//! Monte Carlo engines for vanilla options.

use crate::config::{EngineConfig, McConfig};
use crate::instruments::VanillaOptionArgs;
use crate::results::{OptionResults, PricingEngine};
use qn_core::{ensure, errors::Result, fail, ExerciseType, Real, Size};
use qn_math::Statistics;
use qn_methods::monte_carlo::{
    AmericanPathPricer, LongstaffSchwartzPathPricer, MonteCarloModel, MultiPath,
    MultiPathGenerator, Path, PathGenerator,
};
use qn_methods::TimeGrid;
use qn_processes::{GeneralizedBlackScholesProcess, HestonProcess};
use std::sync::Arc;
use tracing::debug;

const REGRESSION_ORDER: Size = 2;

fn european_maturity(args: &VanillaOptionArgs) -> Result<Real> {
    ensure!(
        args.exercise.exercise_type() == ExerciseType::European,
        "not a European option"
    );
    let maturity = args.exercise.last_time();
    ensure!(maturity > 0.0, "option already expired");
    Ok(maturity)
}

fn results(statistics: &Statistics) -> Result<OptionResults> {
    let Some(value) = statistics.mean() else {
        fail!("no Monte Carlo samples drawn");
    };
    Ok(OptionResults {
        error_estimate: statistics.error_estimate(),
        ..OptionResults::from_value(value)
    })
}

// ── Black-Scholes, European ──────────────────────────────────────────────────

/// European options by simulating the spot to maturity.
#[derive(Debug, Clone)]
pub struct McEuropeanEngine {
    process: Arc<GeneralizedBlackScholesProcess>,
    settings: McConfig,
    tolerance: Option<(Real, Size)>,
}

impl McEuropeanEngine {
    /// Engine drawing `settings.samples` paths.
    pub fn new(process: Arc<GeneralizedBlackScholesProcess>, settings: McConfig) -> Result<Self> {
        settings.validate()?;
        Ok(Self {
            process,
            settings,
            tolerance: None,
        })
    }

    /// Engine with the simulation settings of `config.mc`.
    pub fn from_config(
        process: Arc<GeneralizedBlackScholesProcess>,
        config: &EngineConfig,
    ) -> Result<Self> {
        config.validate()?;
        Self::new(process, config.mc)
    }

    /// Keep doubling the sample count, starting from `settings.samples`,
    /// until the error estimate is below `tolerance`; fail beyond
    /// `max_samples`.
    pub fn with_tolerance(mut self, tolerance: Real, max_samples: Size) -> Result<Self> {
        ensure!(tolerance > 0.0, "tolerance must be positive, got {tolerance}");
        ensure!(
            max_samples >= self.settings.samples,
            "max_samples {max_samples} below the initial {}",
            self.settings.samples
        );
        self.tolerance = Some((tolerance, max_samples));
        Ok(self)
    }
}

impl PricingEngine<VanillaOptionArgs> for McEuropeanEngine {
    type Results = OptionResults;

    fn calculate(&self, args: &VanillaOptionArgs) -> Result<OptionResults> {
        let maturity = european_maturity(args)?;
        let grid = TimeGrid::new(maturity, self.settings.time_steps(maturity))?;
        let generator = PathGenerator::new(self.process.clone(), grid, self.settings.seed)?;
        let payoff = args.plain_payoff();
        let discount = self.process.risk_free_rate().discount(maturity);
        let pricer = move |path: &Path| discount * payoff.value(path.back());

        let mut model = MonteCarloModel::new(generator, pricer, self.settings.antithetic);
        match self.tolerance {
            Some((tolerance, max_samples)) => {
                model.add_samples_to_tolerance(tolerance, self.settings.samples, max_samples)?
            }
            None => model.add_samples(self.settings.samples),
        }
        debug!(samples = model.statistics().samples(), maturity, "mc european");
        results(model.statistics())
    }
}

// ── Black-Scholes, American ──────────────────────────────────────────────────

/// American options by Longstaff-Schwartz regression.
///
/// The first `calibration_samples` paths fit the continuation values; the
/// estimate uses a fresh set of `samples` paths and so carries a small low
/// bias.
#[derive(Debug, Clone)]
pub struct McAmericanEngine {
    process: Arc<GeneralizedBlackScholesProcess>,
    settings: McConfig,
    polynomial_order: Size,
}

impl McAmericanEngine {
    /// Engine regressing on monomials up to order 2 and the payoff.
    pub fn new(process: Arc<GeneralizedBlackScholesProcess>, settings: McConfig) -> Result<Self> {
        settings.validate()?;
        Ok(Self {
            process,
            settings,
            polynomial_order: REGRESSION_ORDER,
        })
    }

    /// Engine with the simulation settings of `config.mc`.
    pub fn from_config(
        process: Arc<GeneralizedBlackScholesProcess>,
        config: &EngineConfig,
    ) -> Result<Self> {
        config.validate()?;
        Self::new(process, config.mc)
    }

    /// Regress on monomials up to `order`.
    pub fn with_polynomial_order(mut self, order: Size) -> Self {
        self.polynomial_order = order;
        self
    }
}

impl PricingEngine<VanillaOptionArgs> for McAmericanEngine {
    type Results = OptionResults;

    fn calculate(&self, args: &VanillaOptionArgs) -> Result<OptionResults> {
        ensure!(
            args.exercise.exercise_type() == ExerciseType::American,
            "not an American option"
        );
        let maturity = args.exercise.last_time();
        ensure!(maturity > 0.0, "option already expired");
        let grid = TimeGrid::new(maturity, self.settings.time_steps(maturity))?;

        let exercise =
            AmericanPathPricer::new(args.plain_payoff(), args.strike(), self.polynomial_order)?;
        let curve = self.process.risk_free_rate();
        let pricer = LongstaffSchwartzPathPricer::new(&grid, Box::new(exercise), curve.as_ref())?;
        let generator = PathGenerator::new(self.process.clone(), grid, self.settings.seed)?;

        let mut model = MonteCarloModel::new(generator, pricer, self.settings.antithetic);
        model.add_samples(self.settings.calibration_samples);
        model.pricer_mut().calibrate()?;
        model.reset_statistics();
        model.add_samples(self.settings.samples);
        debug!(
            calibration = self.settings.calibration_samples,
            samples = self.settings.samples,
            "mc american"
        );
        results(model.statistics())
    }
}

// ── Heston, European ─────────────────────────────────────────────────────────

/// European options by simulating spot and variance jointly.
#[derive(Debug, Clone)]
pub struct McHestonEuropeanEngine {
    process: Arc<HestonProcess>,
    settings: McConfig,
}

impl McHestonEuropeanEngine {
    /// Engine drawing `settings.samples` paths.
    pub fn new(process: Arc<HestonProcess>, settings: McConfig) -> Result<Self> {
        settings.validate()?;
        Ok(Self { process, settings })
    }

    /// Engine with the simulation settings of `config.mc`.
    pub fn from_config(process: Arc<HestonProcess>, config: &EngineConfig) -> Result<Self> {
        config.validate()?;
        Self::new(process, config.mc)
    }
}

impl PricingEngine<VanillaOptionArgs> for McHestonEuropeanEngine {
    type Results = OptionResults;

    fn calculate(&self, args: &VanillaOptionArgs) -> Result<OptionResults> {
        let maturity = european_maturity(args)?;
        let grid = TimeGrid::new(maturity, self.settings.time_steps(maturity))?;
        let generator = MultiPathGenerator::new(self.process.clone(), grid, self.settings.seed)?;
        let payoff = args.plain_payoff();
        let discount = self.process.risk_free_rate().discount(maturity);
        let pricer = move |path: &MultiPath| discount * payoff.value(path[0].back());

        let mut model = MonteCarloModel::new(generator, pricer, self.settings.antithetic);
        model.add_samples(self.settings.samples);
        debug!(samples = self.settings.samples, maturity, "mc heston european");
        results(model.statistics())
    }
}

#[cfg(test)]
mod tests {
    use super::*;
    use crate::analytic::black_scholes_price;
    use qn_core::{Exercise, OptionType};
    use qn_termstructures::{BlackConstantVol, FlatForward, YieldTermStructure};

    fn process(spot: Real, r: Real, q: Real, vol: Real) -> Arc<GeneralizedBlackScholesProcess> {
        Arc::new(GeneralizedBlackScholesProcess::new(
            spot,
            Arc::new(FlatForward::new(r)),
            Arc::new(FlatForward::new(q)),
            Arc::new(BlackConstantVol::new(vol)),
        ))
    }

    fn settings(samples: Size) -> McConfig {
        McConfig {
            samples,
            time_steps_per_year: 1,
            ..McConfig::default()
        }
    }

    #[test]
    fn european_call_within_three_standard_errors() {
        let engine =
            McEuropeanEngine::new(process(100.0, 0.05, 0.02, 0.2), settings(20_000)).unwrap();
        let args =
            VanillaOptionArgs::vanilla(OptionType::Call, 105.0, Exercise::european(1.0).unwrap())
                .unwrap();
        let mc = engine.calculate(&args).unwrap();
        let exact = black_scholes_price(OptionType::Call, 100.0, 105.0, 0.05, 0.02, 0.2, 1.0).value;
        let error = mc.error_estimate.unwrap();
        assert!(error > 0.0 && error < 0.1, "error estimate {error}");
        assert!((mc.value - exact).abs() < 3.0 * error, "{} vs {exact} ± {error}", mc.value);
    }

    #[test]
    fn tolerance_drives_the_sample_count() {
        let engine = McEuropeanEngine::new(process(100.0, 0.05, 0.0, 0.2), settings(1_000))
            .unwrap()
            .with_tolerance(0.05, 1 << 20)
            .unwrap();
        let args =
            VanillaOptionArgs::vanilla(OptionType::Put, 100.0, Exercise::european(1.0).unwrap())
                .unwrap();
        assert!(engine.calculate(&args).unwrap().error_estimate.unwrap() <= 0.05);
    }

    #[test]
    fn american_put_by_regression() {
        // S = 36, K = 40, r = 6%, σ = 20%, T = 1: American put ≈ 4.478
        let engine = McAmericanEngine::new(
            process(36.0, 0.06, 0.0, 0.2),
            McConfig {
                samples: 16_384,
                ..McConfig::default()
            },
        )
        .unwrap();
        let args =
            VanillaOptionArgs::vanilla(OptionType::Put, 40.0, Exercise::american(0.0, 1.0).unwrap())
                .unwrap();
        let value = engine.calculate(&args).unwrap().value;
        let european = black_scholes_price(OptionType::Put, 36.0, 40.0, 0.06, 0.0, 0.2, 1.0).value;
        assert!(value > european, "{value} vs european {european}");
        assert!((value - 4.478).abs() < 0.1, "{value}");
    }

    #[test]
    fn heston_with_constant_variance_is_black_scholes() {
        let r: Arc<dyn YieldTermStructure> = Arc::new(FlatForward::new(0.03));
        let q: Arc<dyn YieldTermStructure> = Arc::new(FlatForward::new(0.0));
        let heston = Arc::new(HestonProcess::new(r, q, 100.0, 0.04, 1.0, 0.04, 1e-4, 0.0).unwrap());
        let engine = McHestonEuropeanEngine::new(
            heston,
            McConfig {
                samples: 20_000,
                time_steps_per_year: 20,
                ..McConfig::default()
            },
        )
        .unwrap();
        let args =
            VanillaOptionArgs::vanilla(OptionType::Call, 100.0, Exercise::european(1.0).unwrap())
                .unwrap();
        let mc = engine.calculate(&args).unwrap();
        let exact = black_scholes_price(OptionType::Call, 100.0, 100.0, 0.03, 0.0, 0.2, 1.0).value;
        assert!((mc.value - exact).abs() < 3.0 * mc.error_estimate.unwrap() + 0.02);
    }

    #[test]
    fn wrong_exercise_is_rejected() {
        let p = process(100.0, 0.05, 0.0, 0.2);
        let american = VanillaOptionArgs::vanilla(
            OptionType::Put,
            100.0,
            Exercise::american(0.0, 1.0).unwrap(),
        )
        .unwrap();
        let european =
            VanillaOptionArgs::vanilla(OptionType::Put, 100.0, Exercise::european(1.0).unwrap())
                .unwrap();
        let european_engine = McEuropeanEngine::new(p.clone(), settings(10)).unwrap();
        assert!(european_engine.calculate(&american).is_err());
        assert!(McAmericanEngine::new(p, settings(10)).unwrap().calculate(&european).is_err());
    }
}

■ ■ ■

Search the records above for the string "simulating". Report each line that has it.

(The completed task)
/// European options by simulating the spot to maturity.
/// European options by simulating spot and variance jointly.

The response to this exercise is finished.